Kale yapısı incelendiğinde: kara taş kullanılarak yapıldığı, duvarlarında üst örtüyü taşıyacak ahşap hatıl boşluklarının bulunduğu, çatısının ahşap olduğu ve iki katlı olarak yapıldığı anlaşılmıştır. Bunun dışında: kale içinde, eskiden kalma herhangi bir mimari öğe bulunmuyor.

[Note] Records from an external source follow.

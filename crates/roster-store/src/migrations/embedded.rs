//! Embedded SQL migrations
//!
//! Migrations are embedded at compile time using include_str!

/// Migration metadata
#[derive(Debug, Clone, Copy)]
pub struct Migration {
    pub id: &'static str,
    pub sql: &'static str,
}

/// Get all embedded migrations in order
pub fn get_migrations() -> Vec<Migration> {
    vec![Migration {
        id: "001_students",
        sql: include_str!("../../migrations/001_students.sql"),
    }]
}
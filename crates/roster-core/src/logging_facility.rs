//! Structured logging facility for Roster
//!
//! - Single initialization point via `init(profile)`
//! - Structured logging macros (`log_op_start!`, `log_op_end!`, `log_op_error!`)
//! - Test capture mode for deterministic assertions
//!
//! # Usage
//!
//! ```rust
//! use roster_core::logging_facility::{init, Profile};
//!
//! init(Profile::Development);
//! ```

pub mod init;
pub mod macros;
pub mod test_capture;

pub use init::{init, Profile};
pub use test_capture::{init_test_capture, CapturedEvent, TestCapture};
//! Row mapping between `students` rows and model types

use roster_core::model::{Student, StudentColumn};
use rusqlite::Row;

/// Column list matching [`student_from_row`]
pub fn student_projection() -> String {
    StudentColumn::ALL
        .iter()
        .map(|c| c.as_sql())
        .collect::<Vec<_>>()
        .join(", ")
}

/// Map a row selected with [`student_projection`] into a `Student`
pub fn student_from_row(row: &Row<'_>) -> rusqlite::Result<Student> {
    Ok(Student {
        id: row.get(0)?,
        name: row.get(1)?,
        email: row.get(2)?,
        grade: row.get(3)?,
        birthday: row.get(4)?,
        enrolled_date: row.get(5)?,
    })
}
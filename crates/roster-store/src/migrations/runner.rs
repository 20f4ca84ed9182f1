//! Migration runner
//!
//! Applies migrations with checksums, drift detection, and idempotency

#![allow(clippy::result_large_err)]

use crate::errors::{checksum_mismatch, from_rusqlite, migration_error, Result};
use crate::migrations::checksums::compute_checksum;
use crate::migrations::embedded::{get_migrations, Migration};
use roster_core::{log_op_end, log_op_error, log_op_start};
use rusqlite::{Connection, OptionalExtension};

/// Apply all pending migrations to the database
pub fn apply_migrations(conn: &mut Connection) -> Result<()> {
    log_op_start!("apply_migrations");
    let start = std::time::Instant::now();

    let result = apply_all(conn, &get_migrations());

    match result {
        Ok(applied) => {
            log_op_end!(
                "apply_migrations",
                duration_ms = start.elapsed().as_millis() as u64,
                applied = applied
            );
            Ok(())
        }
        Err(e) => {
            log_op_error!(
                "apply_migrations",
                e.clone(),
                duration_ms = start.elapsed().as_millis() as u64
            );
            Err(e)
        }
    }
}

/// List applied migration ids in application order
pub fn applied_migrations(conn: &Connection) -> Result<Vec<String>> {
    create_schema_version_table(conn)?;

    let mut stmt = conn
        .prepare("SELECT migration_id FROM schema_version ORDER BY id")
        .map_err(from_rusqlite)?;
    let ids = stmt
        .query_map([], |row| row.get(0))
        .map_err(from_rusqlite)?
        .collect::<std::result::Result<Vec<String>, _>>()
        .map_err(from_rusqlite)?;

    Ok(ids)
}

/// Returns the number of migrations newly applied
fn apply_all(conn: &mut Connection, migrations: &[Migration]) -> Result<u64> {
    create_schema_version_table(conn)?;

    let mut applied = 0;
    for migration in migrations {
        if apply_migration(conn, migration.id, migration.sql)? {
            applied += 1;
        }
    }

    Ok(applied)
}

/// Create the schema_version table if it doesn't exist
fn create_schema_version_table(conn: &Connection) -> Result<()> {
    conn.execute(
        "CREATE TABLE IF NOT EXISTS schema_version (
            id INTEGER PRIMARY KEY,
            migration_id TEXT NOT NULL UNIQUE,
            applied_at INTEGER NOT NULL,
            checksum TEXT NOT NULL
        )",
        [],
    )
    .map_err(from_rusqlite)?;

    Ok(())
}

/// Apply a single migration if not already applied
///
/// Returns `false` when the migration was already present with a matching checksum.
fn apply_migration(conn: &mut Connection, migration_id: &str, sql: &str) -> Result<bool> {
    let checksum = compute_checksum(sql);

    let recorded: Option<String> = conn
        .query_row(
            "SELECT checksum FROM schema_version WHERE migration_id = ?",
            [migration_id],
            |row| row.get(0),
        )
        .optional()
        .map_err(from_rusqlite)?;

    if let Some(recorded) = recorded {
        if recorded != checksum {
            return Err(checksum_mismatch(migration_id, &recorded, &checksum));
        }
        return Ok(false);
    }

    let tx = conn.transaction().map_err(from_rusqlite)?;

    tx.execute_batch(sql)
        .map_err(|e| migration_error(migration_id, e))?;

    let now = chrono::Utc::now().timestamp();
    tx.execute(
        "INSERT INTO schema_version (migration_id, applied_at, checksum) VALUES (?, ?, ?)",
        rusqlite::params![migration_id, now, checksum],
    )
    .map_err(from_rusqlite)?;

    tx.commit().map_err(from_rusqlite)?;

    tracing::debug!(migration_id, "migration applied");

    Ok(true)
}

#[cfg(test)]
mod tests {
    use super::*;

    #[test]
    fn test_apply_all_counts_new_migrations() {
        let mut conn = Connection::open_in_memory().unwrap();
        assert_eq!(apply_all(&mut conn, &get_migrations()).unwrap(), 1);
        assert_eq!(apply_all(&mut conn, &get_migrations()).unwrap(), 0);
    }

    #[test]
    fn test_broken_migration_rolls_back() {
        let mut conn = Connection::open_in_memory().unwrap();
        let broken = [Migration {
            id: "999_broken",
            sql: "CREATE TABLE half (id INTEGER); CREATE TABL oops;",
        }];

        let err = apply_all(&mut conn, &broken).unwrap_err();
        assert_eq!(err.code(), "ERR_PERSISTENCE");
        assert_eq!(err.entity_id(), Some("999_broken"));
        let cause = err.source_error().expect("sqlite failure kept as source");
        assert_eq!(cause.op(), Some("sqlite"));
        assert!(cause.message().contains("syntax error"), "{}", cause);
        assert!(err.to_string().contains("caused by [ERR_PERSISTENCE]"));

        let tables: i64 = conn
            .query_row(
                "SELECT COUNT(*) FROM sqlite_master WHERE name = 'half'",
                [],
                |row| row.get(0),
            )
            .unwrap();
        assert_eq!(tables, 0, "failed migration must not leave partial schema");
        assert!(applied_migrations(&conn).unwrap().is_empty());
    }
}
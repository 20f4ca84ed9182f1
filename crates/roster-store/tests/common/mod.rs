#![allow(dead_code)]

use chrono::{NaiveDate, NaiveDateTime};
use roster_core::model::sample_students;
use roster_store::StudentRepo;
use rusqlite::Connection;

pub fn setup_test_db() -> Connection {
    let mut conn = Connection::open_in_memory().unwrap();
    roster_store::migrations::apply_migrations(&mut conn).unwrap();
    conn
}

/// A migrated store holding the two example students
pub fn seeded_db() -> Connection {
    let mut conn = setup_test_db();
    StudentRepo::insert_many(&mut conn, &sample_students()).unwrap();
    conn
}

pub fn date(year: i32, month: u32, day: u32) -> NaiveDateTime {
    NaiveDate::from_ymd_opt(year, month, day)
        .unwrap()
        .and_hms_opt(0, 0, 0)
        .unwrap()
}

/// Names as the nullable `name` column reads them back
pub fn names(list: &[&str]) -> Vec<Option<String>> {
    list.iter().map(|n| Some(n.to_string())).collect()
}
//! Roster Core - record model and shared facilities
//!
//! This crate provides the pieces shared by the store and the CLI:
//! - The `Student` record and its insertable counterpart `NewStudent`
//! - Column and ordering vocabulary for the `students` table
//! - The structured error facility (`ExError`, `ExErrorKind`, `RosterError`)
//! - The structured logging facility and its canonical field names

pub mod errors;
pub mod logging_facility;
pub mod model;
pub mod schema;

// Re-export commonly used types
pub use errors::{ExError, ExErrorKind, Result, RosterError};
pub use model::{NewStudent, SortDirection, Student, StudentColumn};
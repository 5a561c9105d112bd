//! BizOps - Business Operations Copilot
//!
//! A thin, typed core around a hosted generative-language API. All the
//! "intelligence" lives on the service side; this crate owns the request
//! contracts, conversation history threading, and failure normalization.
//!
//! # Modules
//!
//! - [`llm`] - LLM client trait and Gemini implementation
//! - [`copilot`] - Conversation manager, plan requester, document analyzer
//! - [`prompts`] - Embedded and overridable prompt templates
//! - [`dashboard`] - Static executive overview data
//! - [`render`] - Terminal rendering
//! - [`chat`] - Interactive chat session
//! - [`config`] - Configuration types and loading
//! - [`cli`] - Command-line interface

pub mod chat;
pub mod cli;
pub mod config;
pub mod copilot;
pub mod dashboard;
pub mod llm;
pub mod prompts;
pub mod render;

// Re-export commonly used types
pub use config::{Config, LlmConfig};
pub use copilot::{
    AnalysisError, ChatError, ConversationManager, DocumentAnalyzer, FailureKind, PlanError, PlanRequester, PlanStep,
    RequestState, StrategyPlan, Transcript, Turn, TurnRole,
};
pub use llm::{GeminiClient, LlmClient, LlmError};
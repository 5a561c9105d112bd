//! Per-surface request lifecycle
//!
//! `Idle -> Pending -> {Succeeded | Failed} -> Idle`. One outstanding request
//! per surface; the surface owns its `RequestState` and drives it around each
//! component call.

use std::fmt::Display;

use thiserror::Error;
use tracing::debug;

#[derive(Debug, Error, PartialEq, Eq)]
pub enum StateError {
    #[error("A request is already in flight")]
    AlreadyPending,

    #[error("No request is in flight")]
    NotPending,
}

#[derive(Debug, Clone, PartialEq, Eq)]
pub enum RequestState<T> {
    Idle,
    Pending,
    Succeeded(T),
    /// Holds the user-presentable failure message
    Failed(String),
}

// Manual impl: the derive would require `T: Default`
impl<T> Default for RequestState<T> {
    fn default() -> Self {
        Self::Idle
    }
}

impl<T> RequestState<T> {
    pub fn new() -> Self {
        Self::Idle
    }

    pub fn is_idle(&self) -> bool {
        matches!(self, Self::Idle)
    }

    pub fn is_pending(&self) -> bool {
        matches!(self, Self::Pending)
    }

    /// Enter Pending
    ///
    /// A finished result that was never taken is discarded.
    pub fn begin(&mut self) -> Result<(), StateError> {
        if self.is_pending() {
            debug!("RequestState::begin: rejected, already pending");
            return Err(StateError::AlreadyPending);
        }
        *self = Self::Pending;
        Ok(())
    }

    /// Record the outcome of the in-flight request
    pub fn complete<E: Display>(&mut self, outcome: Result<T, E>) -> Result<(), StateError> {
        if !self.is_pending() {
            debug!("RequestState::complete: rejected, not pending");
            return Err(StateError::NotPending);
        }
        *self = match outcome {
            Ok(value) => Self::Succeeded(value),
            Err(e) => Self::Failed(e.to_string()),
        };
        Ok(())
    }

    /// Take a finished outcome and return to Idle
    ///
    /// Returns `None` and leaves the state untouched while Idle or Pending.
    pub fn take(&mut self) -> Option<Result<T, String>> {
        match std::mem::take(self) {
            Self::Succeeded(value) => Some(Ok(value)),
            Self::Failed(message) => Some(Err(message)),
            other => {
                *self = other;
                None
            }
        }
    }

    pub fn reset(&mut self) {
        *self = Self::Idle;
    }
}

Kalenin batı yönünde, ilginç mezar taşları bulunan mezarlık var. Bu mezar taşları: insan motifini andırıyor. Mezarların üstüne konulan taşlar, çok basit işçilikle yapılmış. Kale içine zamanında yapılan köy evi betonarme olarak genişletilmişse de kullanılmamaktadır.

Kalenin kuzey duvarı kısmen çökmüştür diğer kısımlarında da statik sorun vardır ve kale duvarlarının acil olarak onarılması gerekmektedir. Sonuç: ziyaret etmenizi öneririm, merkeze fazla uzak olmayan ve ilginç bir yapıdır.

SAVRANDA-KAYPAK-SAVURAN KALESİ

Kalecik köyündedir. Yaklaşık 652 metre rakımdadır. Kalecik barajının yanındadır. Osmaniye il merkezine, 30 km. uzaklıktadır. Kalenin çevresi, takriben 800 metre civarındadır. Surlarının yüksekliği 10 metre ve burçlarının yüksekliği ise, yine 10 metre yüksekliğindedir.

12 burcu ve kulesi bulunmaktadır. Kaleye her iki yanı iki yuvarlak kuleli ana kapıdan girilir. Kalenin, Baraj gölüne hakim manzarası ve konumlu olduğu tepe üstünde görüntüsü mükemmeldir.

Kale içindeki boş bölümde, çam ağaçları bulunmaktadır. Ayrıca, bu bölümde: su sarnıçları ve bina kalıntılarını görebilirsiniz.

Osmaniye Hasanbeyli Çan Çan Mağarası

ÇAN ÇAN MAĞARASI

İlçe merkezinde, Karapınar mevkiindedir. Burası: bir mezar mağara şeklindedir. Roma döneminden kaldığı tahmin edilmektedir.

YANIKKIŞLA MOZAİKLİ ALANI

İlçe merkezine bağlı Yanıkkışla köyü, Yalangoz mevkiinde, 2004 yılında tescil edilmiş olan Yanıkkışla mozaiğinin bir bazilikaya ait olduğu ve yapının apsisinde derin bir kaçak kazı çukuru açıldığı, mozaiğin en az üç kısımdan kaçak kazı çukurlarıyla parçalandığı ve art arda dizilmiş olarak yürüyen hayvan figürlerinin betimlendiği mozaik panonun 4 metrelik kısmının itina ile kesilip çıkartılmış olduğu gözlemlenmiştir.